> Dataset entries:

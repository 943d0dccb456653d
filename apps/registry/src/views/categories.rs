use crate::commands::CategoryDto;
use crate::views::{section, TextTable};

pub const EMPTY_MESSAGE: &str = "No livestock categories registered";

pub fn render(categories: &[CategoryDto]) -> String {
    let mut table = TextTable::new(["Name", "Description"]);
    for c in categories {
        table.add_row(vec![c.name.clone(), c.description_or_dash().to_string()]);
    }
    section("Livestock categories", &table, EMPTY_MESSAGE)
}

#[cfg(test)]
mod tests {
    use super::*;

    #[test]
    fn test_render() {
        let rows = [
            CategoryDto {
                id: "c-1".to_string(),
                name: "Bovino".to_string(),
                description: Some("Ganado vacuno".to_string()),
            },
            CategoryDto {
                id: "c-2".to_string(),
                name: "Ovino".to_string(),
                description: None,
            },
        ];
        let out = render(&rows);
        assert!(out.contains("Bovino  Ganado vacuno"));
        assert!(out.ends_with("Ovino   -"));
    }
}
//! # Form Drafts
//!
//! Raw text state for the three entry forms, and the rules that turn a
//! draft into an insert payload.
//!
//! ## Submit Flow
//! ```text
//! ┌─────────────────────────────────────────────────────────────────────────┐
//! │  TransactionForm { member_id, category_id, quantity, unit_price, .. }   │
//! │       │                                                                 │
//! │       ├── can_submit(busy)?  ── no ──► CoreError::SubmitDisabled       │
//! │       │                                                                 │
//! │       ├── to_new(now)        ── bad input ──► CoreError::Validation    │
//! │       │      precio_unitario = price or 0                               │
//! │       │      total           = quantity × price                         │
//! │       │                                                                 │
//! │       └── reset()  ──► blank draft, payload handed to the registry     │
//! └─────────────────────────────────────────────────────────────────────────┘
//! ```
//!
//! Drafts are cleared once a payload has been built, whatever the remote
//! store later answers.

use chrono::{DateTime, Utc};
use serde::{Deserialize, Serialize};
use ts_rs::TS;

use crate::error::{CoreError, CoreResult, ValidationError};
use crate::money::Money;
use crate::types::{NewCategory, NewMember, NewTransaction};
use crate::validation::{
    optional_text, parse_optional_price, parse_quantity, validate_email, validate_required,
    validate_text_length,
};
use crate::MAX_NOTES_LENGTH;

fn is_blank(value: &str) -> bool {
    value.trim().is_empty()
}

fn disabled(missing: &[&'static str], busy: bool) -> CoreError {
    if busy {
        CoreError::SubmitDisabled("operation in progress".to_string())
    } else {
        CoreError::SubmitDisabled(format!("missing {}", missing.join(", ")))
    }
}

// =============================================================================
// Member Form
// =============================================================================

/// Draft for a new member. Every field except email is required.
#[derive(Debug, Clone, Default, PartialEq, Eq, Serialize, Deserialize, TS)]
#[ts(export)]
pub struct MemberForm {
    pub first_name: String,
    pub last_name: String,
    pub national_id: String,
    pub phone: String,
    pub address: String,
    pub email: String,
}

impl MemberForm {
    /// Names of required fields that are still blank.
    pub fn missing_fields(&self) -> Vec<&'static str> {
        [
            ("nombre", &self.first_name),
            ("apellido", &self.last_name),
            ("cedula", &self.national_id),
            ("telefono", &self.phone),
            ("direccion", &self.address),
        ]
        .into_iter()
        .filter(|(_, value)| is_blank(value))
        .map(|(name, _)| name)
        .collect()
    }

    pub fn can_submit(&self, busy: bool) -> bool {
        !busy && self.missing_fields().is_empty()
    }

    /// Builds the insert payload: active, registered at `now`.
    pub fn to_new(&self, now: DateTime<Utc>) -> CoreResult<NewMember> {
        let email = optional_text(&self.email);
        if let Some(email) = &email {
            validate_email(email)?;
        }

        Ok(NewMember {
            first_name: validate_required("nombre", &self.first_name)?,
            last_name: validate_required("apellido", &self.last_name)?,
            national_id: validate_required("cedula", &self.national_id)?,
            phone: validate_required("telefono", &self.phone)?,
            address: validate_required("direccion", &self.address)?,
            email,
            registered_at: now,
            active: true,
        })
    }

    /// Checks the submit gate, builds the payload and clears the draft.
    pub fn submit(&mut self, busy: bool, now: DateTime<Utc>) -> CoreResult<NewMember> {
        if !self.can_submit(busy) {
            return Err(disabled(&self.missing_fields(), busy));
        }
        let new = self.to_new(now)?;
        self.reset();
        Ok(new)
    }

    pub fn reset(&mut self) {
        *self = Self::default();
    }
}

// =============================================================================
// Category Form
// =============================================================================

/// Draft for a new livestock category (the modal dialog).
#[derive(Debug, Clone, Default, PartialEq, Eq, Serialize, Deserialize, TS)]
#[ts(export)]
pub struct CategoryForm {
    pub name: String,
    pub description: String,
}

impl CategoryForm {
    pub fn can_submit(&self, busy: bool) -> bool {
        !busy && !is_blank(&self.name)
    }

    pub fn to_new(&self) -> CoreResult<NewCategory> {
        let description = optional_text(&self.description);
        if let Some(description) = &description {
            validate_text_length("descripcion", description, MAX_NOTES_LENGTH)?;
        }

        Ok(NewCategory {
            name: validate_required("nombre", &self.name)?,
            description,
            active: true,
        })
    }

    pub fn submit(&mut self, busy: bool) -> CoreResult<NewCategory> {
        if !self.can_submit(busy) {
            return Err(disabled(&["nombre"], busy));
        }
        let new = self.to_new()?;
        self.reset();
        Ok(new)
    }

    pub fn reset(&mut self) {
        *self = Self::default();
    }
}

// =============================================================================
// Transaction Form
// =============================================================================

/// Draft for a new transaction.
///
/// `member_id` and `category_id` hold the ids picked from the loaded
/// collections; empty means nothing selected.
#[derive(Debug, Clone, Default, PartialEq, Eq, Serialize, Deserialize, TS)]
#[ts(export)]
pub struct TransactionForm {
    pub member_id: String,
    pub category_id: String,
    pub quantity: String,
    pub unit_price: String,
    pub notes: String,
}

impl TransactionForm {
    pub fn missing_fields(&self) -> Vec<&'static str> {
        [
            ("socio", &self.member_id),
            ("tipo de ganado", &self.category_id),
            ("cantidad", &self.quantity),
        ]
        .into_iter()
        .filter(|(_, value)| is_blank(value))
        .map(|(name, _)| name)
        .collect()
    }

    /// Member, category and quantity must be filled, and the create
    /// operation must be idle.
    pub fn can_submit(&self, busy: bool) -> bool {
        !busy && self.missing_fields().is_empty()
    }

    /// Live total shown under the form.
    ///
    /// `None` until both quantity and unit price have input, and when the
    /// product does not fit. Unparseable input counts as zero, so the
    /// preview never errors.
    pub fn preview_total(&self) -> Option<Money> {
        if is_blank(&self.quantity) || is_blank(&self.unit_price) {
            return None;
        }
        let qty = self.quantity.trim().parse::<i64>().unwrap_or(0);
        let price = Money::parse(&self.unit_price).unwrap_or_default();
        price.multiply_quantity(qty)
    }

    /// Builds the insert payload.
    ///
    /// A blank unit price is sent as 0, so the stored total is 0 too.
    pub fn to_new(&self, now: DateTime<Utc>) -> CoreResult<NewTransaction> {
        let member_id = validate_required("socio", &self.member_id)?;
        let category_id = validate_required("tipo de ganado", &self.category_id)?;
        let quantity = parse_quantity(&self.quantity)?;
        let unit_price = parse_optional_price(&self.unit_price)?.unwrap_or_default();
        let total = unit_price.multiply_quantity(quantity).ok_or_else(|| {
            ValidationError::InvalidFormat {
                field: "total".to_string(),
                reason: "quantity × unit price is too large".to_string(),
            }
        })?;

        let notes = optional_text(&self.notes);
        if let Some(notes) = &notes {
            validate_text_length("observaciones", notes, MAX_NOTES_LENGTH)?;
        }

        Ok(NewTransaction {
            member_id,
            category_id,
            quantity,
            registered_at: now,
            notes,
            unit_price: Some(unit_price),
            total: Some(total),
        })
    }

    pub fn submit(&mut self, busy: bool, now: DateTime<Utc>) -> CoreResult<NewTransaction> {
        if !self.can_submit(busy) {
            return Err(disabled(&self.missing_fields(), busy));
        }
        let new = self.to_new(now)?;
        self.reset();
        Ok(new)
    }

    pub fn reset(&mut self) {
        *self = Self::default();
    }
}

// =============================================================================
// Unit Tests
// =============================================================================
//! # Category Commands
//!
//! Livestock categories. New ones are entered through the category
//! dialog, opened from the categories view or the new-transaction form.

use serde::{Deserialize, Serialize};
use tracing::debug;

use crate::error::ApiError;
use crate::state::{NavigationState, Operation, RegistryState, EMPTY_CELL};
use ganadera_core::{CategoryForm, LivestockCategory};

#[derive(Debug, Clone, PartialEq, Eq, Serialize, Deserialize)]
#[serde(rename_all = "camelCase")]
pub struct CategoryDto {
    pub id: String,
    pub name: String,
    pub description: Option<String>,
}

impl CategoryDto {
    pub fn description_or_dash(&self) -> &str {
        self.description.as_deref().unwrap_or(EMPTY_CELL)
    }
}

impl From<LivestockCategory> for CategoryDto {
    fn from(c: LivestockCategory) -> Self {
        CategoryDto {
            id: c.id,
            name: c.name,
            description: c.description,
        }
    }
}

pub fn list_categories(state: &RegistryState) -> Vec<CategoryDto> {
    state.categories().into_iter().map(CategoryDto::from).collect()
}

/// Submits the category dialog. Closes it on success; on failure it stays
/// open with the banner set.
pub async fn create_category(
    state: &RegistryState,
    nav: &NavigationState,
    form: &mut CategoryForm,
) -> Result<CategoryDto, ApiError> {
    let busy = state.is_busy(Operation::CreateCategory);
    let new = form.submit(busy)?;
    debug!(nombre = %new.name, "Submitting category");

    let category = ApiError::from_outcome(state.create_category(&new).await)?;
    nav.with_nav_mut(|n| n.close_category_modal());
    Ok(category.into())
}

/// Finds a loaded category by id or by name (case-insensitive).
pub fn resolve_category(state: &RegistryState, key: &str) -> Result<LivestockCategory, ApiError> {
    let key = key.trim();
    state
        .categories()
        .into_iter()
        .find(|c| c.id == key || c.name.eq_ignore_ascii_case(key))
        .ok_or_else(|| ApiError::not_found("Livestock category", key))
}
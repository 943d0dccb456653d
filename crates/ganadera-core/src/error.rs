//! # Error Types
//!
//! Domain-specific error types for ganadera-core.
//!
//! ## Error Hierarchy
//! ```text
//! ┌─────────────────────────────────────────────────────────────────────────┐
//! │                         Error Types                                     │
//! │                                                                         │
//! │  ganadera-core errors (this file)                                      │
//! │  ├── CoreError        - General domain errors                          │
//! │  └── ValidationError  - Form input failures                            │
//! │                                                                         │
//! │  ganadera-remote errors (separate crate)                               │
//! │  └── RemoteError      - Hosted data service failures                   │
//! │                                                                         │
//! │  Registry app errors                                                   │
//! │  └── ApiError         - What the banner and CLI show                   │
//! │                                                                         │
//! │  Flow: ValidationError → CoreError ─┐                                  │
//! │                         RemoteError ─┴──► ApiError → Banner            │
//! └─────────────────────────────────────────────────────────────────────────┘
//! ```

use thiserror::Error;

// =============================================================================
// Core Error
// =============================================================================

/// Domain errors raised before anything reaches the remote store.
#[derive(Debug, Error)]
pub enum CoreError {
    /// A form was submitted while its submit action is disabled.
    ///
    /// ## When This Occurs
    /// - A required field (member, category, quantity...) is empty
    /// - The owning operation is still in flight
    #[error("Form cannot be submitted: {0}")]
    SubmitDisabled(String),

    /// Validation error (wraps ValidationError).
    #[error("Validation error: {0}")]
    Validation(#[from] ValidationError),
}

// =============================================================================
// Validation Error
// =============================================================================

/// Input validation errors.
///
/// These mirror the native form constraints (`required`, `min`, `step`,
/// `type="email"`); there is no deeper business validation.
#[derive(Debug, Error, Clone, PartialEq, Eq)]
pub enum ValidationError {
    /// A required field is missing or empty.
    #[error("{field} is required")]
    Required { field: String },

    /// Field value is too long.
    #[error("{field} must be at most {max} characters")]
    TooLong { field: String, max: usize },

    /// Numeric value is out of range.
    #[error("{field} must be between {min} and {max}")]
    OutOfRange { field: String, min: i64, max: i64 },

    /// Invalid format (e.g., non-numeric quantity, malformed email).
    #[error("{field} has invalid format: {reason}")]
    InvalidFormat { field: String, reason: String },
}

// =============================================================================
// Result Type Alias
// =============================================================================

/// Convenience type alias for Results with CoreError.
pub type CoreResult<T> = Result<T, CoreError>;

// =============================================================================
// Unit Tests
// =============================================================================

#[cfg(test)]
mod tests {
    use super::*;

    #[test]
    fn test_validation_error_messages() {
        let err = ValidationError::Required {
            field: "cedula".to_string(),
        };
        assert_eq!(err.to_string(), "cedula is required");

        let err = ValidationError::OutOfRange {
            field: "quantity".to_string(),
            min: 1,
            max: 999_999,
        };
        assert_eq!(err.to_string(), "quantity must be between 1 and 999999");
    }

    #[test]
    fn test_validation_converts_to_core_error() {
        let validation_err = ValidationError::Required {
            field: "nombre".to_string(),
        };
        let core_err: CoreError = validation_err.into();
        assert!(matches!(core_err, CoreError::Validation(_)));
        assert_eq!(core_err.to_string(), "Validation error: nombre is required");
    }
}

> What the exercise asks: Your answer must consist only of the lines from the start of the records above through the line with "for c in categories", each retyped exactly.

> Result below:
repository 943d0dccb456653d
filename apps/registry/src/views/categories.rs
use crate::commands::CategoryDto;
use crate::views::{section, TextTable};

pub const EMPTY_MESSAGE: &str = "No livestock categories registered";

pub fn render(categories: &[CategoryDto]) -> String {
    let mut table = TextTable::new(["Name", "Description"]);
    for c in categories {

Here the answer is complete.